Empathy: Can you tell me a little more about that? What do you mean by love?
…it sounds like there’s been some damage in the relationship…like it doesn’t feel like it used to be…would that be fair to say?
Bible: So here’s what we know from the Bible, that love is a choice, it is not a feeling. For example, how do we know that God love us? Well the Bible says that in Romans 5:8 “…God shows his love for us in that while we were still sinners, Christ died for us.” God wasn’t obligated to do that for us, but chose to anyway. Sometimes I think we equate “love” with feelings of “affection”. But I’m not sure Jesus felt affection when He was nailed to the cross. And yet, out of love, He still chose to die for those men just as much for you and me.
No, love is a choice. It’s something you choose to grow. That’s why the first fruit of the Spirit that’s listed for us is…love. It’s something you have to choose to grow and to nurture and protect.
Back to them: So if that’s really the case, what do you think you could start doing to grow in your love for your spouse? Is it spending more intentional time with them. Or like we talk about around here all the time, it’s God that’s brought you together, are there some things that you two could together to grow closer to God? Reading the Bible…praying together every night.
What does the Bible say about gay marriage?
Empathy: I can imagine you’re asking me that because this probably hits you or someone you love personally…would that be true? Could I ask What have you’ve heard?

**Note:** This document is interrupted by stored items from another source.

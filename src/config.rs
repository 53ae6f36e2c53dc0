//! Batch Configuration - Fixed For A Whole Run
//!
//! Loaded from JSON (camelCase keys, every key optional) and overridden by
//! CLI flags. Values are validated on construction so a run never sees an
//! out-of-range quality or icon size.

use serde::{Deserialize, Serialize};
use std::fmt;
use std::fs;
use std::path::Path;
use thiserror::Error;

pub const MIN_QUALITY: f32 = 0.5;
pub const MAX_QUALITY: f32 = 1.0;
pub const DEFAULT_QUALITY: f32 = 0.82;

#[derive(Debug, Error)]
pub enum ConfigError {
    #[error("Quality {0} is outside 0.5..=1.0")]
    QualityOutOfRange(f32),

    #[error("Icon size {0} is not one of 32, 64, 128, 256")]
    UnsupportedIconSize(u32),

    #[error("Unknown mode: {0}")]
    UnknownMode(String),

    #[error("Failed to read config {0}: {1}")]
    Io(String, #[source] std::io::Error),

    #[error("Invalid config: {0}")]
    Parse(#[from] serde_json::Error),
}

/// Output encoding selected for a batch.
#[derive(Debug, Clone, Copy, Default, PartialEq, Eq, Serialize, Deserialize)]
#[serde(rename_all = "lowercase")]
pub enum Mode {
    #[default]
    Webp,
    Ico,
}

impl Mode {
    pub fn extension(self) -> &'static str {
        match self {
            Mode::Webp => "webp",
            Mode::Ico => "ico",
        }
    }

    pub fn mime_type(self) -> &'static str {
        match self {
            Mode::Webp => "image/webp",
            Mode::Ico => "image/x-icon",
        }
    }

    /// Name of the archive produced by a multi-item batch.
    pub fn archive_name(self) -> &'static str {
        match self {
            Mode::Webp => "webp-conversions.zip",
            Mode::Ico => "ico-icons.zip",
        }
    }
}

impl std::str::FromStr for Mode {
    type Err = ConfigError;

    fn from_str(s: &str) -> Result<Self, Self::Err> {
        match s.trim().to_ascii_lowercase().as_str() {
            "webp" => Ok(Mode::Webp),
            "ico" => Ok(Mode::Ico),
            other => Err(ConfigError::UnknownMode(other.to_string())),
        }
    }
}

impl fmt::Display for Mode {
    fn fmt(&self, f: &mut fmt::Formatter<'_>) -> fmt::Result {
        f.write_str(self.extension())
    }
}

/// Lossy encode quality, snapped to steps of 0.01.
#[derive(Debug, Clone, Copy, PartialEq, PartialOrd, Serialize, Deserialize)]
#[serde(try_from = "f32", into = "f32")]
pub struct Quality(f32);

impl Quality {
    pub fn new(value: f32) -> Result<Self, ConfigError> {
        if !value.is_finite() || !(MIN_QUALITY..=MAX_QUALITY).contains(&value) {
            return Err(ConfigError::QualityOutOfRange(value));
        }
        Ok(Self((value * 100.0).round() / 100.0))
    }

    pub fn get(self) -> f32 {
        self.0
    }
}

impl Default for Quality {
    fn default() -> Self {
        Self(DEFAULT_QUALITY)
    }
}

impl TryFrom<f32> for Quality {
    type Error = ConfigError;

    fn try_from(value: f32) -> Result<Self, Self::Error> {
        Self::new(value)
    }
}

impl From<Quality> for f32 {
    fn from(q: Quality) -> Self {
        q.0
    }
}

/// Pixel size of the square icon written by the ICO path.
#[derive(Debug, Clone, Copy, Default, PartialEq, Eq, Serialize, Deserialize)]
#[serde(try_from = "u32", into = "u32")]
pub enum IconSize {
    S32,
    S64,
    S128,
    #[default]
    S256,
}

impl IconSize {
    pub const ALL: [IconSize; 4] = [IconSize::S32, IconSize::S64, IconSize::S128, IconSize::S256];

    pub fn pixels(self) -> u32 {
        match self {
            IconSize::S32 => 32,
            IconSize::S64 => 64,
            IconSize::S128 => 128,
            IconSize::S256 => 256,
        }
    }
}

impl TryFrom<u32> for IconSize {
    type Error = ConfigError;

    fn try_from(value: u32) -> Result<Self, Self::Error> {
        match value {
            32 => Ok(IconSize::S32),
            64 => Ok(IconSize::S64),
            128 => Ok(IconSize::S128),
            256 => Ok(IconSize::S256),
            other => Err(ConfigError::UnsupportedIconSize(other)),
        }
    }
}

impl From<IconSize> for u32 {
    fn from(size: IconSize) -> Self {
        size.pixels()
    }
}

#[derive(Debug, Clone, Copy, Default, PartialEq, Serialize, Deserialize)]
#[serde(rename_all = "camelCase")]
pub struct BatchConfig {
    #[serde(default)]
    pub mode: Mode,
    #[serde(default)]
    pub quality: Quality,
    #[serde(default)]
    pub icon_size: IconSize,
}

impl BatchConfig {
    pub fn new(mode: Mode) -> Self {
        Self { mode, ..Self::default() }
    }

    pub fn from_json(content: &str) -> Result<Self, ConfigError> {
        Ok(serde_json::from_str(content)?)
    }

    pub fn load_from_file(path: &Path) -> Result<Self, ConfigError> {
        let content = fs::read_to_string(path)
            .map_err(|e| ConfigError::Io(path.display().to_string(), e))?;
        Self::from_json(&content)
    }

    pub fn with_quality(mut self, quality: Quality) -> Self {
        self.quality = quality;
        self
    }

    pub fn with_icon_size(mut self, icon_size: IconSize) -> Self {
        self.icon_size = icon_size;
        self
    }
}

Bible: The challenge is that a lot of people have used the Bible to beat people over the head about this one. They’ve used the Bible to really hit people hard, haven’t they? So what you’ve heard, it sure is in the Bible. Genesis 2 has God bringing Adam and Eve, a man and a woman, together for the first marriage. And Jesus refers to this too and quotes it in Matthew 19 saying “For this reason, a man will leave his father and mother, and the two will be united into one. And then Jesus adds: “Let no man divide what God has put together.” Ultimately, God’s made it, so He’s the one that defines that term.
And I bet you’ve heard all of that before, and that doesn’t make it any easier to hear, does it? But the reality is that’s not the whole picture. In fact, the way some people talk about this, they make it sound like this is the worst sin and there’s no hope.

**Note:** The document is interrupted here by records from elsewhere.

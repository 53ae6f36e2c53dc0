//! Batch Aggregation - Pass-Through Or Archive
//!
//! A one-item batch hands back its artifact untouched. Larger batches collect
//! every successful artifact and finalize a single archive once all items
//! have been attempted.

use std::collections::HashSet;
use std::io::{Cursor, Write};
use thiserror::Error;
use tracing::{debug, info};
use zip::write::SimpleFileOptions;
use zip::{CompressionMethod, DateTime, ZipWriter};

use crate::config::Mode;
use crate::pipeline::OutputArtifact;

pub const ARCHIVE_MIME_TYPE: &str = "application/zip";

#[derive(Debug, Error)]
pub enum ArchiveError {
    #[error("Zip error: {0}")]
    Zip(#[from] zip::result::ZipError),

    #[error("I/O error: {0}")]
    Io(#[from] std::io::Error),

    #[error("{0}")]
    Other(String),
}

/// Archive writer consumed by the aggregator: ordered (name, bytes) pairs in,
/// one archive buffer out.
pub trait ArchiveWriter: Send + Sync {
    fn write_archive(&self, entries: &[(&str, &[u8])]) -> Result<Vec<u8>, ArchiveError>;
}

/// Deflate-compressed zip with fixed entry timestamps, so identical inputs
/// produce identical archives.
#[derive(Debug, Default, Clone, Copy)]
pub struct ZipArchiveWriter;

impl ArchiveWriter for ZipArchiveWriter {
    fn write_archive(&self, entries: &[(&str, &[u8])]) -> Result<Vec<u8>, ArchiveError> {
        let mut zip = ZipWriter::new(Cursor::new(Vec::new()));
        let options = SimpleFileOptions::default()
            .compression_method(CompressionMethod::Deflated)
            .last_modified_time(DateTime::default());

        for (name, bytes) in entries {
            zip.start_file(*name, options)?;
            zip.write_all(bytes)?;
        }

        Ok(zip.finish()?.into_inner())
    }
}

/// Collects artifacts for one batch.
pub struct BatchAggregator<'w> {
    mode: Mode,
    item_count: usize,
    writer: &'w dyn ArchiveWriter,
    artifacts: Vec<OutputArtifact>,
}

impl<'w> BatchAggregator<'w> {
    pub fn new(mode: Mode, item_count: usize, writer: &'w dyn ArchiveWriter) -> Self {
        Self {
            mode,
            item_count,
            writer,
            artifacts: Vec::new(),
        }
    }

    pub fn push(&mut self, artifact: OutputArtifact) {
        debug!(file = %artifact.filename, size = artifact.bytes.len(), "artifact collected");
        self.artifacts.push(artifact);
    }

    pub fn len(&self) -> usize {
        self.artifacts.len()
    }

    pub fn is_empty(&self) -> bool {
        self.artifacts.is_empty()
    }

    /// Produce the batch output. `None` when a single-item batch failed or
    /// the batch was empty.
    pub fn finish(mut self) -> Result<Option<OutputArtifact>, ArchiveError> {
        match self.item_count {
            0 => Ok(None),
            1 => Ok(self.artifacts.pop()),
            _ => {
                let mut used = HashSet::new();
                let names: Vec<String> = self
                    .artifacts
                    .iter()
                    .map(|a| unique_name(&mut used, &a.filename))
                    .collect();
                let entries: Vec<(&str, &[u8])> = names
                    .iter()
                    .zip(&self.artifacts)
                    .map(|(name, a)| (name.as_str(), a.bytes.as_slice()))
                    .collect();

                let bytes = self.writer.write_archive(&entries)?;
                info!(
                    archive = self.mode.archive_name(),
                    entries = entries.len(),
                    size = bytes.len(),
                    "archive finalized"
                );
                Ok(Some(OutputArtifact {
                    filename: self.mode.archive_name().to_string(),
                    bytes,
                    mime_type: ARCHIVE_MIME_TYPE.to_string(),
                }))
            }
        }
    }
}

/// `name.ext`, then `name-2.ext`, `name-3.ext`, ... for repeats.
fn unique_name(used: &mut HashSet<String>, filename: &str) -> String {
    if used.insert(filename.to_string()) {
        return filename.to_string();
    }
    let (stem, ext) = match filename.rsplit_once('.') {
        Some((stem, ext)) => (stem, format!(".{ext}")),
        None => (filename, String::new()),
    };
    (2..)
        .map(|n| format!("{stem}-{n}{ext}"))
        .find(|candidate| used.insert(candidate.clone()))
        .unwrap_or_else(|| filename.to_string())
}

But did you know Paul says in 1 Cor. 6:9-10 that “…that wrongdoers won’t inherit the kingdom of God”…then he makes a list of them: “the sexually immoral nor idolaters nor adulterers nor men who have sex with men nor thieves nor the greedy nor drunkards nor slanderers nor swindlers…” I’ll level with you, that list includes everyone, doesn’t it? I’ve been a few of those in my life. But again, that’s not the whole picture…that’s not the whole story. Cause he goes on in the next verse and says “And that is what some of you were. But you were washed, you were sanctified, you were made justified in the name of the Lord Jesus Christ and by the Spirit of our God.”
Connect/Next Steps: Whatever it is, our sin, doesn’t have to define us. It doesn’t have to be who were are. That because of Jesus, we can all be forgiven of anything we’ve done. But then we have to do what Jesus said to the woman caught in adultery. He says “To go and sin no more.”
Is it good or bad for Christians to date?
Empathy: Tell me a little bit more about what’s going…what makes you ask that question? (active listening)
Bible: Here’s what Jesus tells us in Matthew 22:37, that most important things we can do is to love God with all of our heart, soul, mind, and strength. If we do that and put Him first, then that will determine ALL of our other decisions for any area of life. Whether with friendships, family, and even dating.
So, can you love God while dating? Sure. But that would mean the things that matter to Him, will matter to you. So that makes me think about two things.
1) 2 Corinthians 6 tells us not to be unequally yoked with unbelievers. That doesn’t mean we should have nothing to do them…how else do we share Jesus with them? It does mean that we don’t link our lives up in very close and intimate way with people who aren’t running after Jesus…otherwise, they’ll pull away from him.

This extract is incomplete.